DURING a brief period last autumn when travel around Spain was not restricted, Madrid-based American Deirdre Carney made a once in a lifetime trip to Granada to see an Alhambra devoid of tourist hordes and took the term ‘travelling solo’ to an entirely new level.
In September, after recovering fully from a bout of fairly mild Covid, I decided that this was it: I had never seen the Alhambra despite my years in Spain, and there would be, for once in a lifetime, no lines and no tourists. It was still legal to do so as well, though I knew things would be closing down again soon.
It was about as spontaneous as you can make a trip. I booked a hotel that looked absolutely beautiful online, an entrance for the Alhambra and a train ticket for the next day, and off I went. In Covid times, this last minute plan was achieving something unbelievable.
On the train ride down I received a text message from the hotel saying, “Hello Deirdre, we will not be able to be there when you arrive, so we will leave you your keys on the reception desk. Here is the code to enter the front doors of the hotel.” My train was arriving at 6 pm, so this was hardly off-hours, but why not?

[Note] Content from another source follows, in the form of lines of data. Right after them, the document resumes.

pub mod install;
pub mod maintenance;

use crate::config::{AppPaths, AppSettings};
use crate::core::download::HttpDownloader;
use crate::core::launcher::SteamLauncher;
use crate::core::orchestrator::{Orchestrator, OrchestratorOptions};
use crate::core::platform::{PlatformOps, SystemPlatform};
use crate::models::error::SError;
use camino::Utf8PathBuf;
use clap::{Parser, Subcommand};
use std::sync::Arc;

#[derive(Parser, Debug)]
#[command(name = "spplice", version, about = "Installs packages into Portal 2 for one play session")]
pub struct Cli {
    /// Index of the game to target for this run (see `games`).
    #[arg(long, global = true)]
    pub game: Option<usize>,

    #[command(subcommand)]
    pub command: Command,
}

#[derive(Subcommand, Debug)]
pub enum Command {
    /// Installs manifests (`.json`) or local archives (`.tar.xz`); several are merged.
    Install {
        #[arg(required = true)]
        packages: Vec<Utf8PathBuf>,
    },
    /// Merges extracted package directories into `destination` without launching anything.
    Merge {
        destination: Utf8PathBuf,
        #[arg(required = true)]
        sources: Vec<Utf8PathBuf>,
    },
    /// Deletes every cached archive and icon.
    ClearCache,
    /// Removes a link left behind by a crashed run.
    Recover,
    /// Lists supported games, optionally saving a new default.
    Games {
        #[arg(long)]
        select: Option<usize>,
    },
}

/// Builds the orchestrator on the real OS, Steam and HTTP.
pub fn build_orchestrator(settings: &AppSettings, paths: &AppPaths) -> Result<Orchestrator, SError> {
    let options = OrchestratorOptions::from_settings(settings, paths)?;
    let platform: Arc<dyn PlatformOps> = Arc::new(SystemPlatform::new());
    let launcher = Arc::new(SteamLauncher::new(platform.clone()));
    let downloader = Arc::new(HttpDownloader::default());
    Ok(Orchestrator::new(options, platform, launcher, downloader))
}

pub fn run(cli: Cli, mut settings: AppSettings, paths: AppPaths) -> Result<(), SError> {
    if let Some(index) = cli.game {
        settings.game_index = index;
    }

    match cli.command {
        Command::Games { select } => maintenance::games(&mut settings, select),
        Command::Merge { destination, sources } => {
            maintenance::merge(&paths, &sources, &destination)
        }
        Command::ClearCache => maintenance::clear_cache(&build_orchestrator(&settings, &paths)?),
        Command::Recover => maintenance::recover(&build_orchestrator(&settings, &paths)?),
        Command::Install { packages } => {
            install::install(&build_orchestrator(&settings, &paths)?, &packages)
        }
    }
}
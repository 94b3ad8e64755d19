use serde::{Deserialize, Serialize};

/// Repository tag for packages that were dropped in from disk rather than fetched.
pub const LOCAL_ORIGIN: &str = "local";

const DEFAULT_VERSION: &str = "1.0.0";

fn default_version() -> String {
    DEFAULT_VERSION.to_string()
}

/// A package as described by its manifest. Immutable once parsed.
#[derive(Serialize, Deserialize, Clone, Debug, PartialEq)]
pub struct PackageDescriptor {
    pub title: String,
    pub author: String,
    #[serde(default)]
    pub description: String,
    #[serde(default = "default_version")]
    pub version: String,
    #[serde(rename = "file")]
    pub archive_reference: String,
    #[serde(rename = "icon", default)]
    pub icon_reference: String,
    #[serde(rename = "args", default)]
    pub launch_args: Vec<String>,
    #[serde(skip, default)]
    pub origin_repository: String,
}

impl PackageDescriptor {
    /// Parses a single manifest object and tags it with the repository it came from.
    pub fn from_manifest(json: &str, origin: &str) -> Result<Self, serde_json::Error> {
        let mut descriptor: PackageDescriptor = serde_json::from_str(json)?;
        descriptor.origin_repository = origin.to_string();
        Ok(descriptor)
    }

    /// Builds a descriptor for an archive that lives on the local disk.
    pub fn local(archive: &str) -> Self {
        let title = camino::Utf8Path::new(archive)
            .file_name()
            .map(|n| n.trim_end_matches(".tar.xz").to_string())
            .unwrap_or_else(|| archive.to_string());

        Self {
            title,
            author: "Unknown".into(),
            description: String::new(),
            version: default_version(),
            archive_reference: archive.to_string(),
            icon_reference: String::new(),
            launch_args: Vec::new(),
            origin_repository: LOCAL_ORIGIN.into(),
        }
    }

    pub fn is_local(&self) -> bool {
        self.origin_repository == LOCAL_ORIGIN
    }

    /// Description with line breaks turned into markup breaks for the display layer.
    pub fn display_description(&self) -> String {
        self.description.replace("\r\n", "\n").replace('\n', "<br>")
    }
}

#[cfg(test)]
mod tests {
    use super::*;

    #[test]
    fn manifest_defaults_fill_optional_fields() {
        let json = r#"{"title":"Demo","author":"me","description":"a","file":"https://x/y.tar.xz","icon":"https://x/y.png"}"#;
        let p = PackageDescriptor::from_manifest(json, "https://repo").unwrap();
        assert_eq!(p.version, DEFAULT_VERSION);
        assert!(p.launch_args.is_empty());
        assert_eq!(p.origin_repository, "https://repo");
        assert!(!p.is_local());
    }

    #[test]
    fn description_breaks_become_markup() {
        let mut p = PackageDescriptor::local("/tmp/pkg.tar.xz");
        p.description = "one\r\ntwo\nthree".into();
        assert_eq!(p.display_description(), "one<br>two<br>three");
        assert_eq!(p.title, "pkg");
        assert!(p.is_local());
    }
}
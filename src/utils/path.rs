use camino::{Utf8Component, Utf8Path, Utf8PathBuf};

/// Resolves `.` and `..` components without touching the filesystem.
/// `..` at the root is dropped, matching how the OS resolves `/..`.
pub fn normalize(path: &Utf8Path) -> Utf8PathBuf {
    let mut out = Utf8PathBuf::new();
    for component in path.components() {
        match component {
            Utf8Component::CurDir => {}
            Utf8Component::ParentDir => {
                let at_root = matches!(
                    out.components().next_back(),
                    None | Some(Utf8Component::RootDir) | Some(Utf8Component::Prefix(_))
                );
                if !at_root {
                    out.pop();
                } else if out.as_str().is_empty() {
                    out.push("..");
                }
            }
            other => out.push(other.as_str()),
        }
    }
    out
}

/// Joins `relative` onto `base` and returns the absolute result only if it stays inside `base`.
/// Absolute inputs replace the base entirely, so they only pass when they already point inside it.
pub fn confine(base: &Utf8Path, relative: &str) -> Option<Utf8PathBuf> {
    let base = absolute(base);
    let full = normalize(&base.join(relative));
    full.starts_with(&base).then_some(full)
}

/// Same as [`confine`], but the join starts at `origin` while the bound is `base`.
pub fn confine_from(base: &Utf8Path, origin: &Utf8Path, relative: &str) -> Option<Utf8PathBuf> {
    let base = absolute(base);
    let full = normalize(&absolute(origin).join(relative));
    full.starts_with(&base).then_some(full)
}

fn absolute(path: &Utf8Path) -> Utf8PathBuf {
    if path.is_absolute() {
        return normalize(path);
    }
    let cwd = std::env::current_dir()
        .ok()
        .and_then(|p| Utf8PathBuf::from_path_buf(p).ok())
        .unwrap_or_default();
    normalize(&cwd.join(path))
}

#[cfg(test)]
mod tests {
    use super::*;

    #[test]
    fn normalize_collapses_dots() {
        assert_eq!(normalize(Utf8Path::new("/a/./b/../c")), Utf8PathBuf::from("/a/c"));
        assert_eq!(normalize(Utf8Path::new("/../x")), Utf8PathBuf::from("/x"));
    }

    #[test]
    fn confine_rejects_escapes() {
        let base = Utf8Path::new("/srv/content");
        assert_eq!(confine(base, "cfg/a.cfg"), Some(Utf8PathBuf::from("/srv/content/cfg/a.cfg")));
        assert_eq!(confine(base, "x/../y"), Some(Utf8PathBuf::from("/srv/content/y")));
        assert_eq!(confine(base, "../other"), None);
        assert_eq!(confine(base, "a/../../other"), None);
        assert_eq!(confine(base, "/etc/passwd"), None);
    }

    #[test]
    fn confine_compares_components_not_prefix_strings() {
        assert_eq!(confine(Utf8Path::new("/srv/content"), "../content2/file"), None);
    }

    #[test]
    fn confine_from_allows_siblings_within_base() {
        let base = Utf8Path::new("/games/Portal 2");
        let origin = Utf8Path::new("/games/Portal 2/portal2_tempcontent");
        assert_eq!(
            confine_from(base, origin, "../portal2/cfg/config.cfg"),
            Some(Utf8PathBuf::from("/games/Portal 2/portal2/cfg/config.cfg"))
        );
        assert_eq!(confine_from(base, origin, "../../secret"), None);
    }
}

Hotel Rosa d’Oro, a converted palacete dating from the 16th century is on the main tourist drag in front of the river with the Alhambra towering above, glowing in late afternoon sunbeams. I located the hotel door and – beep beep beep – entered the code and I was in. It was a gorgeous hotel in the old Granada style with exposed wooden beams, a courtyard flowing with vines and plants and wonderfully furnished. And sure enough, no one was there. And by no one, I mean, not a single person.
There was my name on a card and a key, a map of Granada and another note explaining I had been upgraded to their nicest room, complete with a smiley face.
I made my way up to my room, on the top floor with views of the Granada rooftops. It had a large tiled bathroom with a large bath, two huge beds covered in crisp fluffy bedding. Immaculate. I was paying €33 per night. In normal times this room would easily cost quadruple that price. Someone had unlocked the rooftop access for me as well and I climbed up the winding stairs to a deck with a 360º view of the city, including of course, the Alhambra right in front of me.
I enjoyed two days of solitary wandering around Granada and the Alhambra with almost no one else around. It was a bit lonely of course, having my sunset terrace wine by myself, apart from when two well-dressed young men from Seville sang terrible drunk flamenco at me until the owner of the bar yelled at them to shut up.
“They don’t like how those of us from Seville sing flamenco here in Granada” one explained to me before they staggered off into the night.
The absolutely most bizarre and I would say creepy part of the whole trip is that in two days and two nights, I never once saw another person in my hotel. Not one person who worked there and not one other guest – no noises, no cleaning carts, no jaunty receptionist.
Effectively, I had a five floor boutique hotel to myself. On the other hand, the lights weren’t really on at night. I took the lift up to my floor and ran my hand along the wall using the red exit sign lights to see my way to my door. Flashes of Jack Nicholson and the Shining came to mind. In any normal September this hotel would be crammed and the ghostly streets in front of it bustling into the small hours of the night.
But when I returned from the Alhambra someone had actually slipped in and made my bed, which felt even more disconcerting. Where was this person? Late the second night just as I turned the lights off, I heard the lift whirring. I got up and rechecked my lock and got in bed and stared at my door for a good long while listening intently. Nothing more.
The next morning I left my key on the reception desk and let myself out the front door. On the train home I reflected that the empty hotel had made more of an impression on me, almost, than the Alhambra itself.
We are living through strange times.